» **Records provided**
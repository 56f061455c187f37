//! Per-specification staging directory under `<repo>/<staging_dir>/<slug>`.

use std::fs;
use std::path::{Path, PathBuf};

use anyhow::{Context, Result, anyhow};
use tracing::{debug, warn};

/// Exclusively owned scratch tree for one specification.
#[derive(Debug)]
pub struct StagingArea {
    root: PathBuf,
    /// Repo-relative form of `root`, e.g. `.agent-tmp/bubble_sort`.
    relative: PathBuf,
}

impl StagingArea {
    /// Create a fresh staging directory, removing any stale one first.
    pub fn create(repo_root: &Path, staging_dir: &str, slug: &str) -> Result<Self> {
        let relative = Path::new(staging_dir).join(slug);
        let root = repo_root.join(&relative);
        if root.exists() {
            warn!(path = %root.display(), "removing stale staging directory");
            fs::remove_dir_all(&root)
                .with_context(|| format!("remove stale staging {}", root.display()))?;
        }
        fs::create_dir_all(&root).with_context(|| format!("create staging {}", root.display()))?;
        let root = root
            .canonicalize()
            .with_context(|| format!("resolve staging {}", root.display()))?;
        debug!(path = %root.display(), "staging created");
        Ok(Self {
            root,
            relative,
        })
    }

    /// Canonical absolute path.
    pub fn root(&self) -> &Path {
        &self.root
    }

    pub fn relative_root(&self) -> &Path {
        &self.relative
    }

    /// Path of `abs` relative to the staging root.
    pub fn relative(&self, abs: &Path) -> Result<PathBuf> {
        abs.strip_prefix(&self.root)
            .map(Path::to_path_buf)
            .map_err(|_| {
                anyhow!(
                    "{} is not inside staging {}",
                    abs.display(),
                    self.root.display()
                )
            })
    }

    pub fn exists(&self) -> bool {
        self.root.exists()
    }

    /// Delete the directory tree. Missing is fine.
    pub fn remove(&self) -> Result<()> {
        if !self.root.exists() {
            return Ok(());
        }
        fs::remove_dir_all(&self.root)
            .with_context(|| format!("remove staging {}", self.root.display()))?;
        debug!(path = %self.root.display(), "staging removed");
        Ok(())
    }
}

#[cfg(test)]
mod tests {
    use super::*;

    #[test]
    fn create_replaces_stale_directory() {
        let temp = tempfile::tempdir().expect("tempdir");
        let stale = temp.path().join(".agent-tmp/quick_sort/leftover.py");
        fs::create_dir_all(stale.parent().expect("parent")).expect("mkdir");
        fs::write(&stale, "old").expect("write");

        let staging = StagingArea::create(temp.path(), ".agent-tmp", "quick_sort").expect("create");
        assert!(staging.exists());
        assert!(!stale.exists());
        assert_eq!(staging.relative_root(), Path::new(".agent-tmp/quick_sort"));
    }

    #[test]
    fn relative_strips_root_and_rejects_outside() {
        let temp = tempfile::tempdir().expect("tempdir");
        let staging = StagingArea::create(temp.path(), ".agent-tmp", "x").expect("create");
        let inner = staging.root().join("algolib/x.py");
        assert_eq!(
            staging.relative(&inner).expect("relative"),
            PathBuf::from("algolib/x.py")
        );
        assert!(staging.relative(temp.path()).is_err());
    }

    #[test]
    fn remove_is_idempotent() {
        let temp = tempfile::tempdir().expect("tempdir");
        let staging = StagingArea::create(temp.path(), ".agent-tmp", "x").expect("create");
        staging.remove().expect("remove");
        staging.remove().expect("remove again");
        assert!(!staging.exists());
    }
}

--

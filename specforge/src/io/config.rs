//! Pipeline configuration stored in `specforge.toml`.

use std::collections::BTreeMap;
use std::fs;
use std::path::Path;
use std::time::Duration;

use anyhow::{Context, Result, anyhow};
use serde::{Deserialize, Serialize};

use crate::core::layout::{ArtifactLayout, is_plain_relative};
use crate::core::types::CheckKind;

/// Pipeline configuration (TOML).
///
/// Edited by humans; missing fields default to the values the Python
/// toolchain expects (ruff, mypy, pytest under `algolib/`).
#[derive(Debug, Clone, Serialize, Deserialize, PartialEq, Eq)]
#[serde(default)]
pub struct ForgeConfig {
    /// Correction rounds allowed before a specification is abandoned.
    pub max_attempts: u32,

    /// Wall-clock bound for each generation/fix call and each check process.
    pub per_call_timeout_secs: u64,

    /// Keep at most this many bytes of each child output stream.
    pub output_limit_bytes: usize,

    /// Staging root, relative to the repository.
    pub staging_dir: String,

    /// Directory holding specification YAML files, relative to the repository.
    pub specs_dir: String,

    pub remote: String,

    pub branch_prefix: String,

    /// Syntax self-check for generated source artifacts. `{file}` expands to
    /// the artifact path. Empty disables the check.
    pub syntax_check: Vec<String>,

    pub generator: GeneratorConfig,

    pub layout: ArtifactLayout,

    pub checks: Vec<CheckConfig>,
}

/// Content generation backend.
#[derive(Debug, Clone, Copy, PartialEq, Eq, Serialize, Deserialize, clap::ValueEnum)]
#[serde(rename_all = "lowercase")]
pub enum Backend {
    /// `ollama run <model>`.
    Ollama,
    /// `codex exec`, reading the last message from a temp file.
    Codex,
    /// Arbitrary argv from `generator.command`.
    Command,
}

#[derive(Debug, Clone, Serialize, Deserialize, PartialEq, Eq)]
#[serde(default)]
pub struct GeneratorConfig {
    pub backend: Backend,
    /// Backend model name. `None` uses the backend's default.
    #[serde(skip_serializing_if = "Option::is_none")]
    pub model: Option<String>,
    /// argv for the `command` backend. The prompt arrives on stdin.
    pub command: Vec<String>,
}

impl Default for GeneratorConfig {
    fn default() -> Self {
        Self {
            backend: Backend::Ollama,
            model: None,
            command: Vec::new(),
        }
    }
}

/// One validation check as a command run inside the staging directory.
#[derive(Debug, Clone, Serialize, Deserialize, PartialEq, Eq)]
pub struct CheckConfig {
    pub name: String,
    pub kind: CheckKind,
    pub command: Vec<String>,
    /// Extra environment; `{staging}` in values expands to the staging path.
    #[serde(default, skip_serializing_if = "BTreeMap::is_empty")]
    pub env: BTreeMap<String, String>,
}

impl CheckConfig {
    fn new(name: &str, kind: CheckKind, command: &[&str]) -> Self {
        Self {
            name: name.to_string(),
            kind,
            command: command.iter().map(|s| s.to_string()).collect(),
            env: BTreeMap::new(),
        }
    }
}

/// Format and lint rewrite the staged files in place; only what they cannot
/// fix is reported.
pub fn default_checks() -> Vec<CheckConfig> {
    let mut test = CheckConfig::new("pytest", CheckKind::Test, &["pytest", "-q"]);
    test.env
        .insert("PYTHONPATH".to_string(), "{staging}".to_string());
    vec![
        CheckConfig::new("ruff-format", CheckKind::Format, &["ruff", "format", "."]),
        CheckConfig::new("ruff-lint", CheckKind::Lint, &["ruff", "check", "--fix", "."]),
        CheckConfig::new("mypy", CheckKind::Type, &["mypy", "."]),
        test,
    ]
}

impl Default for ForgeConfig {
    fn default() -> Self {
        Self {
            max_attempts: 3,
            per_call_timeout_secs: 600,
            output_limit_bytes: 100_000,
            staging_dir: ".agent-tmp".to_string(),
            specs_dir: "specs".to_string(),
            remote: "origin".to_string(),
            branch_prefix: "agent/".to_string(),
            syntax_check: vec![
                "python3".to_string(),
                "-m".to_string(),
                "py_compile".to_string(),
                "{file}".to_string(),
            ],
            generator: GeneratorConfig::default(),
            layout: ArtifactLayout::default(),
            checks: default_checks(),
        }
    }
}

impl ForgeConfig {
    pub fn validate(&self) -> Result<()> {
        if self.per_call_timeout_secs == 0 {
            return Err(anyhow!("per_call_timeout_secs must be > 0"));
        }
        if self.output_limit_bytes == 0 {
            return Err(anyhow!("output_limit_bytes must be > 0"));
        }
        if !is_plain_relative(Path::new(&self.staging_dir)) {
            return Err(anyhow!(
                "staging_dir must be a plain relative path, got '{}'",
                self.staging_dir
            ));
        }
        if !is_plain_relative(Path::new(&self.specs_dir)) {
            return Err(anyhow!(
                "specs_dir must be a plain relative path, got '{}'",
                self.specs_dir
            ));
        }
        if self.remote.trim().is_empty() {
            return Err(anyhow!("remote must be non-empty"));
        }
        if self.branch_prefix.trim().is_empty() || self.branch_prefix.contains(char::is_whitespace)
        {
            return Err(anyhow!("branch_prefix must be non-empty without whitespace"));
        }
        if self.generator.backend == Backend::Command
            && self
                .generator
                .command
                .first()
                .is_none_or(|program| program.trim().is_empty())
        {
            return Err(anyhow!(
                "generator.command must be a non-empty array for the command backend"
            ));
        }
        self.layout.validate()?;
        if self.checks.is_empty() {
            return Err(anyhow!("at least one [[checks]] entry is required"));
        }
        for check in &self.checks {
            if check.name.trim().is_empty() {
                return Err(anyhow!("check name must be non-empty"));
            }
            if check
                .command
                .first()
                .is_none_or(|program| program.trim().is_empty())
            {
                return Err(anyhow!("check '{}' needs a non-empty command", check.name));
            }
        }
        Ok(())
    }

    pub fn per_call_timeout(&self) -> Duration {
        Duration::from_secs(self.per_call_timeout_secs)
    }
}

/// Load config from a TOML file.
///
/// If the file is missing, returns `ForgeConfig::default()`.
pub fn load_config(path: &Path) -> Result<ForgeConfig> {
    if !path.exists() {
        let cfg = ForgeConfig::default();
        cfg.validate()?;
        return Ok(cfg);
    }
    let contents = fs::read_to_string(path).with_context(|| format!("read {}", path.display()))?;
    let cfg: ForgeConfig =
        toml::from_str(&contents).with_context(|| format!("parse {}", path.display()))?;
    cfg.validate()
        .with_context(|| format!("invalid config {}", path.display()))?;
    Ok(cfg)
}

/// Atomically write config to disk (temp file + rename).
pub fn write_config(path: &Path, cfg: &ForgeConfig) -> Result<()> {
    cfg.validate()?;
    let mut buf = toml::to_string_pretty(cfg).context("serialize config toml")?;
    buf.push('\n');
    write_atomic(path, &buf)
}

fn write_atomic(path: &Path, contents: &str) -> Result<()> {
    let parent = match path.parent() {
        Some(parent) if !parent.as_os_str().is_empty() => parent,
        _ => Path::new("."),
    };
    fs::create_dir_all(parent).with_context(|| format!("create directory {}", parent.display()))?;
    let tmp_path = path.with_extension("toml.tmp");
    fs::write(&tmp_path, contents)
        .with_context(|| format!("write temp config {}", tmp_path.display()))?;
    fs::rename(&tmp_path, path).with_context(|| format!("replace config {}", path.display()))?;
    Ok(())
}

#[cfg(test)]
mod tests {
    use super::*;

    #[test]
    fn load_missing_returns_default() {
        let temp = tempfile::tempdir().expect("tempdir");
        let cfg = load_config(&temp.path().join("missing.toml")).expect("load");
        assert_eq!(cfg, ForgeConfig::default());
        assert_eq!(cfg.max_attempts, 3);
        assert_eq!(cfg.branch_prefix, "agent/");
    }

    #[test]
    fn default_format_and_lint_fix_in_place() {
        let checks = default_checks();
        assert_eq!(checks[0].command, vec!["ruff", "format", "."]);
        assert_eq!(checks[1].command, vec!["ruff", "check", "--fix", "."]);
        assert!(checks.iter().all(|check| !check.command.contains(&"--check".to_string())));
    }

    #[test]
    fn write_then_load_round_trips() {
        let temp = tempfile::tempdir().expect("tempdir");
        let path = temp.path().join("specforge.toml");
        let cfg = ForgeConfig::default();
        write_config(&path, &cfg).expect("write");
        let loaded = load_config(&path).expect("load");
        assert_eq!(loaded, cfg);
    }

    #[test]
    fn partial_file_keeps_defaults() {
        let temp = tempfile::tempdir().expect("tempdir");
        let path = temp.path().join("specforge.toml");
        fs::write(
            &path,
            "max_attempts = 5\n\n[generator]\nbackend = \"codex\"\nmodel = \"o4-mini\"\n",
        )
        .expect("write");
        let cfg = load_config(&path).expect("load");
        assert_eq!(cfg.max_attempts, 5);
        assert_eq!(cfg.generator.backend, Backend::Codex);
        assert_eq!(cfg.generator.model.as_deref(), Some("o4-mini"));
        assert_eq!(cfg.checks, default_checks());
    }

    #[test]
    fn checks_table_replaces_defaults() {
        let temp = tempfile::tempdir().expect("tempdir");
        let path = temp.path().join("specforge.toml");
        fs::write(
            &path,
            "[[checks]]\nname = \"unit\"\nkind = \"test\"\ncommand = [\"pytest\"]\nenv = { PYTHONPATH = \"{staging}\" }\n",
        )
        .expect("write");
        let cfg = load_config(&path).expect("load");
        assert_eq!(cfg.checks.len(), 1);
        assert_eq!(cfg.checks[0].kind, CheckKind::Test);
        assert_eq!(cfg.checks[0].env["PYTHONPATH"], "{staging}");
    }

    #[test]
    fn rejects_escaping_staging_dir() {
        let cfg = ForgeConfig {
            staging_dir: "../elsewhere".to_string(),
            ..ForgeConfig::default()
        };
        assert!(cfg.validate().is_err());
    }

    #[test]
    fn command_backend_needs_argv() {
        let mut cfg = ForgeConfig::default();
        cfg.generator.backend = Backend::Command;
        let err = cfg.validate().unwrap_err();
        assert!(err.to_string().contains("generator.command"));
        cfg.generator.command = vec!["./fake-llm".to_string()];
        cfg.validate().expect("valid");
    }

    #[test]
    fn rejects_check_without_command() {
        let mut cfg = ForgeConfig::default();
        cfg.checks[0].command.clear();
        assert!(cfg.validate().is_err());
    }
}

» **To do**
Please state how many lines of the material contain the word "under", giving the number alone.

» **Reply**
2